The Chicago Manual of Style, 16th edition. Chicago: Chicago University Press, 2010.
REF 808.027 C432 2003
Turabian, Kate L. A manual for writers of research papers, theses, and dissertations : Chicago style for students, 7th edition. Chicago: Chicago University Press, 2007.
REF 808.02 T865
Not only does source citation give proper credit to the origin of an idea, quote, or fact, it also helps the reader by giving information about the author(s) and/or editor, quality of the source, how long ago it was published, and where it was published. If the reader wants to study the topic further, all the information necessary to retrieve the original source should be easily available.
Different scholarly readers have different interests which have led to the diversity of documentation styles. For example, in business, education, and the social sciences, the date of publication and the author is very important to the reader. Therefore, in-text parenthetical citations used in those disciplines tend to include the year of publication (e.g.
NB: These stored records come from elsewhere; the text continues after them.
//! Landmark Producer: frame -> pose -> text record -> transport
//!
//! Reads whatever the capture worker last published, so under a rate
//! mismatch a frame can be processed twice ([`FrameSync::Latest`]) or
//! skipped. [`FrameSync::Fresh`] waits for a newer sequence number instead
//! and never repeats a frame; it still skips frames the producer is too
//! slow to reach.

use crate::cancel::CancelToken;
use crate::capture::{CaptureState, SourceStatus};
use crate::config::{FrameSync, RelayConfig};
use crate::frame::Frame;
use crate::pose::skeleton::{draw_skeleton, DrawStyle};
use crate::pose::{encode_landmarks, PoseEstimate, PoseEstimator};
use crate::slot::{SlotReader, SlotWriter};
use crate::stats::{theoretical_max_fps, Every};
use crate::transport::{Transport, TransportStats};
use std::time::{Duration, Instant};

/// Back-off while the slot is still empty in `Latest` mode
const IDLE_POLL: Duration = Duration::from_millis(1);

#[derive(Debug, Clone, Copy)]
pub struct ProducerOptions {
    pub wait_poll: Duration,
    pub frame_sync: FrameSync,
    pub debug: bool,
    pub stats_period: Duration,
}

impl Default for ProducerOptions {
    fn default() -> Self {
        Self {
            wait_poll: Duration::from_millis(500),
            frame_sync: FrameSync::Latest,
            debug: false,
            stats_period: Duration::from_secs(1),
        }
    }
}

impl ProducerOptions {
    pub fn from_config(config: &RelayConfig) -> Self {
        Self {
            wait_poll: config.producer.wait_poll(),
            frame_sync: config.producer.frame_sync,
            debug: config.debug,
            ..Self::default()
        }
    }
}

#[derive(Debug, Clone, Copy, Default, PartialEq, Eq)]
pub struct ProducerReport {
    pub frames_processed: u64,
    pub poses_detected: u64,
    pub estimator_errors: u64,
    pub transport: TransportStats,
}

pub struct LandmarkProducer<E, T> {
    estimator: E,
    transport: T,
    reader: SlotReader,
    status: SourceStatus,
    cancel: CancelToken,
    opts: ProducerOptions,
    preview: Option<SlotWriter>,
    report: ProducerReport,
}

impl<E: PoseEstimator, T: Transport> LandmarkProducer<E, T> {
    pub fn new(
        estimator: E,
        transport: T,
        reader: SlotReader,
        status: SourceStatus,
        cancel: CancelToken,
        opts: ProducerOptions,
    ) -> Self {
        Self {
            estimator,
            transport,
            reader,
            status,
            cancel,
            opts,
            preview: None,
            report: ProducerReport::default(),
        }
    }

    /// Publish annotated frames here while `debug` is set
    pub fn with_preview(mut self, preview: SlotWriter) -> Self {
        self.preview = Some(preview);
        self
    }

    /// Wait for capture to start, then stream until it stops or is cancelled
    pub fn run(mut self) -> ProducerReport {
        if self.wait_for_capture() {
            tracing::info!(sync = ?self.opts.frame_sync, "beginning pose streaming");
            self.stream();
        }

        self.transport.close();
        if let Some(preview) = self.preview.take() {
            preview.close();
        }
        self.report.transport = self.transport.stats();
        tracing::info!(
            frames = self.report.frames_processed,
            poses = self.report.poses_detected,
            sent = self.report.transport.sent,
            "producer stopped"
        );
        self.report
    }

    fn wait_for_capture(&self) -> bool {
        loop {
            if self.cancel.is_cancelled() {
                return false;
            }
            match self.status.get() {
                CaptureState::Running => return true,
                CaptureState::Stopped => return false,
                CaptureState::Pending => {}
            }
            tracing::info!("waiting for video and capture thread");
            if self.cancel.sleep(self.opts.wait_poll) {
                return false;
            }
        }
    }

    fn stream(&mut self) {
        let mut last_seq = 0u64;
        let mut stats_log = Every::new(self.opts.stats_period);

        while self.status.is_running() && !self.cancel.is_cancelled() {
            let taken = match self.opts.frame_sync {
                FrameSync::Latest => self.reader.latest(),
                FrameSync::Fresh => self.reader.wait_newer(last_seq, self.opts.wait_poll),
            };
            let Some(taken) = taken else {
                if self.opts.frame_sync == FrameSync::Latest {
                    self.cancel.sleep(IDLE_POLL);
                }
                continue;
            };
            last_seq = taken.sequence;

            let started = Instant::now();
            let payload = self.process_frame(&taken.frame);
            let processing = started.elapsed();

            self.transport.send(&payload);

            if self.opts.debug && stats_log.ready() {
                tracing::debug!(max_fps = theoretical_max_fps(processing), "theoretical maximum fps");
            }
        }
    }

    /// Mirror, estimate and encode one frame; `""` when no pose was found
    pub fn process_frame(&mut self, frame: &Frame) -> String {
        let mirrored = frame.mirrored();
        let estimate = match self.estimator.estimate(&mirrored) {
            Ok(estimate) => estimate,
            Err(e) => {
                self.report.estimator_errors += 1;
                tracing::warn!(error = %e, "pose estimation failed, sending empty frame");
                None
            }
        };

        self.report.frames_processed += 1;
        if estimate.is_some() {
            self.report.poses_detected += 1;
        }
        if self.opts.debug {
            self.publish_preview(mirrored, estimate.as_ref());
        }

        encode_landmarks(estimate.as_ref().map(|e| &e.world))
    }

    fn publish_preview(&self, mut frame: Frame, estimate: Option<&PoseEstimate>) {
        let Some(preview) = &self.preview else {
            return;
        };
        if let Some(image) = estimate.and_then(|e| e.image.as_ref()) {
            draw_skeleton(&mut frame, image, DrawStyle::PREVIEW);
        }
        preview.publish(frame);
    }
}

#[cfg(test)]
pub(crate) mod tests {
    use super::*;
    use crate::error::{RelayError, Result};
    use crate::pose::tests::sample_pose;
    use crate::pose::LANDMARK_COUNT;
    use crate::slot::frame_slot;
    use parking_lot::Mutex;
    use std::sync::Arc;
    use std::thread;

    /// Pose on frames whose first pixel is bright
    pub(crate) struct MarkerEstimator;

    impl PoseEstimator for MarkerEstimator {
        fn estimate(&mut self, frame: &Frame) -> Result<Option<PoseEstimate>> {
            match frame.pixel(0, 0) {
                Some([r, _, _]) if r >= 128 => Ok(Some(PoseEstimate {
                    world: sample_pose(0.0),
                    image: Some(sample_pose(0.5)),
                })),
                _ => Ok(None),
            }
        }
    }

    struct FailingEstimator;

    impl PoseEstimator for FailingEstimator {
        fn estimate(&mut self, _frame: &Frame) -> Result<Option<PoseEstimate>> {
            Err(RelayError::Estimator("model crashed".to_string()))
        }
    }

    /// Records every payload
    #[derive(Clone, Default)]
    pub(crate) struct RecordingTransport {
        pub sent: Arc<Mutex<Vec<String>>>,
        pub closed: Arc<Mutex<bool>>,
    }

    impl Transport for RecordingTransport {
        fn send(&mut self, payload: &str) {
            self.sent.lock().push(payload.to_string());
        }

        fn close(&mut self) {
            *self.closed.lock() = true;
        }

        fn stats(&self) -> TransportStats {
            TransportStats {
                sent: self.sent.lock().len() as u64,
                ..TransportStats::default()
            }
        }
    }

    fn producer<E: PoseEstimator>(
        estimator: E,
        opts: ProducerOptions,
    ) -> (LandmarkProducer<E, RecordingTransport>, SlotWriter, SourceStatus, CancelToken, RecordingTransport) {
        let (writer, reader) = frame_slot();
        let status = SourceStatus::new();
        let cancel = CancelToken::new();
        let transport = RecordingTransport::default();
        let p = LandmarkProducer::new(estimator, transport.clone(), reader, status.clone(), cancel.clone(), opts);
        (p, writer, status, cancel, transport)
    }

    #[test]
    fn test_no_pose_payload_is_empty() {
        let (mut p, ..) = producer(MarkerEstimator, ProducerOptions::default());
        assert_eq!(p.process_frame(&Frame::filled(4, 4, [0, 0, 0])), "");
        assert_eq!(p.report.frames_processed, 1);
        assert_eq!(p.report.poses_detected, 0);
    }

    #[test]
    fn test_full_pose_payload_has_33_records() {
        let (mut p, ..) = producer(MarkerEstimator, ProducerOptions::default());
        let payload = p.process_frame(&Frame::filled(4, 4, [255, 255, 255]));
        let indices: Vec<usize> = payload
            .lines()
            .map(|l| l.split('|').next().unwrap().parse().unwrap())
            .collect();
        assert_eq!(indices, (0..LANDMARK_COUNT).collect::<Vec<_>>());
    }

    #[test]
    fn test_frame_is_mirrored_before_estimation() {
        // Bright pixel on the right edge lands at (0, 0) after mirroring
        let mut frame = Frame::filled(4, 1, [0, 0, 0]);
        frame.put_pixel(3, 0, [255, 255, 255]);
        let (mut p, ..) = producer(MarkerEstimator, ProducerOptions::default());
        assert_eq!(p.process_frame(&frame).lines().count(), LANDMARK_COUNT);
    }

    #[test]
    fn test_estimator_error_sends_empty_payload() {
        let (mut p, ..) = producer(FailingEstimator, ProducerOptions::default());
        assert_eq!(p.process_frame(&Frame::filled(2, 2, [255; 3])), "");
        assert_eq!(p.report.estimator_errors, 1);
    }

    #[test]
    fn test_debug_preview_gets_annotated_frame() {
        let opts = ProducerOptions {
            debug: true,
            ..ProducerOptions::default()
        };
        let (p, ..) = producer(MarkerEstimator, opts);
        let (preview_writer, preview_reader) = frame_slot();
        let mut p = p.with_preview(preview_writer);

        p.process_frame(&Frame::filled(64, 64, [200, 200, 200]));
        let shown = preview_reader.latest().unwrap();
        assert_ne!(shown.frame.data(), Frame::filled(64, 64, [200, 200, 200]).data());
    }

    #[test]
    fn test_cancel_while_waiting_for_capture() {
        let opts = ProducerOptions {
            wait_poll: Duration::from_secs(30),
            ..ProducerOptions::default()
        };
        let (p, _writer, _status, cancel, transport) = producer(MarkerEstimator, opts);
        let handle = thread::spawn(move || p.run());

        thread::sleep(Duration::from_millis(20));
        let start = Instant::now();
        cancel.cancel();
        let report = handle.join().unwrap();

        assert!(start.elapsed() < Duration::from_secs(5));
        assert_eq!(report.frames_processed, 0);
        assert!(*transport.closed.lock());
    }

    #[test]
    fn test_latest_mode_streams_until_capture_stops() {
        let opts = ProducerOptions {
            wait_poll: Duration::from_millis(5),
            ..ProducerOptions::default()
        };
        let (p, writer, status, cancel, transport) = producer(MarkerEstimator, opts);
        status.set(CaptureState::Running);
        writer.publish(Frame::filled(2, 2, [255; 3]));
        let handle = thread::spawn(move || p.run());

        let start = Instant::now();
        while transport.sent.lock().len() < 3 && start.elapsed() < Duration::from_secs(5) {
            thread::sleep(Duration::from_millis(1));
        }
        status.set(CaptureState::Stopped);
        cancel.cancel();
        let report = handle.join().unwrap();

        // The same frame is re-processed while nothing newer arrives
        assert!(report.frames_processed >= 3);
        assert!(transport.sent.lock().iter().all(|p| p.lines().count() == LANDMARK_COUNT));
        assert!(*transport.closed.lock());
    }

    #[test]
    fn test_fresh_mode_processes_each_frame_once() {
        let opts = ProducerOptions {
            wait_poll: Duration::from_millis(5),
            frame_sync: FrameSync::Fresh,
            ..ProducerOptions::default()
        };
        let (p, writer, status, cancel, transport) = producer(MarkerEstimator, opts);
        status.set(CaptureState::Running);
        writer.publish(Frame::filled(2, 2, [255; 3]));
        let handle = thread::spawn(move || p.run());

        thread::sleep(Duration::from_millis(50));
        status.set(CaptureState::Stopped);
        cancel.cancel();
        handle.join().unwrap();

        assert_eq!(transport.sent.lock().len(), 1);
    }
}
APA).
Some scientific publications often use a style of numbering the works cited and then placing the number in the text as a superscript (e.g. CSE style). If the author or year is important to the discussion, the writer has the option of putting that information in the sentence itself.
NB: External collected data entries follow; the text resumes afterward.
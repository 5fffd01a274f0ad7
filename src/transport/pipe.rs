//! Named-pipe transport (single host)
//!
//! The receiver may not exist yet, and may come and go. The handle is
//! opened lazily and at most once per reconnect interval:
//!
//! ```text
//! Disconnected --open ok--> Connected --write fails--> Connecting { retry_at }
//!      |                        ^                            |
//!      +--open fails--> Connecting { retry_at } --retry_at--+
//! ```
//!
//! Every frame is `u32 LE length | payload`, written as one buffer, after
//! which the stream is rewound to offset 0 where the endpoint is seekable.
//! Receivers must honour the length prefix rather than end of stream.

use super::{wire, Transport, TransportStats};
use rustix::fs::{FileType, Mode, OFlags};
use std::fs::File;
use std::io::{self, Seek, SeekFrom, Write};
use std::path::{Path, PathBuf};
use std::time::{Duration, Instant};

/// A connected pipe endpoint
pub trait PipeStream: Write + Send {
    /// Return to offset 0 after a frame; no-op for non-seekable endpoints
    fn rewind(&mut self) -> io::Result<()>;
}

/// Opens the endpoint. An `Err` means "no receiver yet".
pub trait PipeConnector: Send {
    type Stream: PipeStream;

    fn connect(&mut self) -> io::Result<Self::Stream>;

    fn describe(&self) -> String;
}

enum PipeState<S> {
    Disconnected,
    Connecting { retry_at: Instant },
    Connected(S),
}

pub struct PipeTransport<C: PipeConnector> {
    connector: C,
    interval: Duration,
    state: PipeState<C::Stream>,
    last_attempt: Option<Instant>,
    stats: TransportStats,
}

impl<C: PipeConnector> PipeTransport<C> {
    pub fn new(connector: C, interval: Duration) -> Self {
        Self {
            connector,
            interval,
            state: PipeState::Disconnected,
            last_attempt: None,
            stats: TransportStats::default(),
        }
    }

    pub fn is_connected(&self) -> bool {
        matches!(self.state, PipeState::Connected(_))
    }

    fn ensure_connected(&mut self, now: Instant) -> bool {
        match &self.state {
            PipeState::Connected(_) => return true,
            PipeState::Connecting { retry_at } if now < *retry_at => return false,
            _ => {}
        }

        self.stats.connect_attempts += 1;
        self.last_attempt = Some(now);
        match self.connector.connect() {
            Ok(stream) => {
                tracing::info!(pipe = %self.connector.describe(), "pipe connected");
                self.state = PipeState::Connected(stream);
                true
            }
            Err(e) => {
                tracing::info!(pipe = %self.connector.describe(), reason = %e, "waiting for receiver");
                self.state = PipeState::Connecting {
                    retry_at: now + self.interval,
                };
                false
            }
        }
    }

    // Retry is gated on the last open attempt, not on the failure time.
    fn drop_connection(&mut self) {
        self.state = match self.last_attempt {
            Some(at) => PipeState::Connecting {
                retry_at: at + self.interval,
            },
            None => PipeState::Disconnected,
        };
    }
}

impl<C: PipeConnector> Transport for PipeTransport<C> {
    fn send(&mut self, payload: &str) {
        if !self.ensure_connected(Instant::now()) {
            return;
        }

        let PipeState::Connected(stream) = &mut self.state else {
            return;
        };
        match write_frame(stream, &wire::encode_frame(payload)) {
            Ok(()) => self.stats.sent += 1,
            Err(e) => {
                self.stats.failed += 1;
                tracing::warn!(pipe = %self.connector.describe(), error = %e, "pipe write failed, is the receiver open?");
                self.drop_connection();
            }
        }
    }

    fn close(&mut self) {
        if self.is_connected() {
            tracing::debug!(pipe = %self.connector.describe(), "pipe closed");
        }
        self.state = PipeState::Disconnected;
    }

    fn stats(&self) -> TransportStats {
        self.stats
    }
}

fn write_frame<S: PipeStream>(stream: &mut S, frame: &[u8]) -> io::Result<()> {
    stream.write_all(frame)?;
    stream.flush()?;
    stream.rewind()
}

/// File or FIFO opened through the filesystem
pub struct PipeEndpoint {
    file: File,
    seekable: bool,
}

impl Write for PipeEndpoint {
    fn write(&mut self, buf: &[u8]) -> io::Result<usize> {
        self.file.write(buf)
    }

    fn flush(&mut self) -> io::Result<()> {
        self.file.flush()
    }
}

impl PipeStream for PipeEndpoint {
    fn rewind(&mut self) -> io::Result<()> {
        if self.seekable {
            self.file.seek(SeekFrom::Start(0))?;
        }
        Ok(())
    }
}

/// Opens a path that the receiver has created.
///
/// A FIFO is opened write-only and non-blocking, so a FIFO with no reader
/// fails with `ENXIO` instead of hanging. Any other file is opened
/// read-write, never created.
pub struct FsPipeConnector {
    path: PathBuf,
}

impl FsPipeConnector {
    pub fn new<P: AsRef<Path>>(path: P) -> Self {
        Self {
            path: path.as_ref().to_path_buf(),
        }
    }
}

impl PipeConnector for FsPipeConnector {
    type Stream = PipeEndpoint;

    fn connect(&mut self) -> io::Result<PipeEndpoint> {
        let stat = rustix::fs::stat(&self.path)?;
        let is_fifo = FileType::from_raw_mode(stat.st_mode as _) == FileType::Fifo;

        let flags = if is_fifo {
            OFlags::WRONLY | OFlags::NONBLOCK | OFlags::CLOEXEC
        } else {
            OFlags::RDWR | OFlags::CLOEXEC
        };
        let fd = rustix::fs::open(&self.path, flags, Mode::empty())?;

        Ok(PipeEndpoint {
            file: File::from(fd),
            seekable: !is_fifo,
        })
    }

    fn describe(&self) -> String {
        self.path.display().to_string()
    }
}

/// Create a FIFO for a receiver to listen on (mode 0600).
///
/// An existing FIFO at `path` is left as is.
#[cfg(target_os = "linux")]
pub fn create_fifo<P: AsRef<Path>>(path: P) -> crate::error::Result<()> {
    use rustix::fs::{mknodat, CWD};
    use rustix::io::Errno;

    let path = path.as_ref();
    match mknodat(CWD, path, FileType::Fifo, Mode::RUSR | Mode::WUSR, 0) {
        Ok(()) => Ok(()),
        Err(Errno::EXIST) if is_fifo(path) => Ok(()),
        Err(e) => Err(crate::error::RelayError::FifoCreate {
            path: path.to_path_buf(),
            source: e.into(),
        }),
    }
}

#[cfg(target_os = "linux")]
fn is_fifo(path: &Path) -> bool {
    rustix::fs::stat(path)
        .map(|st| FileType::from_raw_mode(st.st_mode as _) == FileType::Fifo)
        .unwrap_or(false)
}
In scholarship associated with disciplines in the humanities, publication date is not as relevant in the context of reading. Therefore, the documentation style of the Modern Languages Association (MLA) leaves out the date when citing in the text. That information can be retrieved in the “works cited” list at the end of the document.
Some disciplines, such as History and Religion, require comment on the sources or additional explanation. To expedite this need without disrupting the reading of the document, citations occur in the form of notes at the bottom of the page. These disciplines may use the Chicago Manual of Style (CMOS) or similar styles. Additionally, in these disciplines a Bibliography of all works consulted is helpful to the scholarly reader, as opposed to just a listing works cited in the document.
The Chicago and Turabian styles are nearly identical.
Kate Turabian, the dissertation secretary at the University of Chicago for over 30 years, developed her guide for students and researchers writing papers, theses, and dissertations. Her manual is based on the University of Chicago Press's Manual of Style and departs from it in few places. "Turabian," as her guide is called, synthesizes the rules most important for students' papers and other scholarly research not intended for publication, and omits some of the publishing details and options that "Chicago" provides.
For more information on the history of the CMOS, visit http://www.chicagomanualofstyle.org/about16_history.html.
The differences between the Chicago and Turabian styles are mainly seen in how notes are numbered.
In Turabian style, use superscript 1 for endnote and footnote numbers in the text and at the beginning of each note.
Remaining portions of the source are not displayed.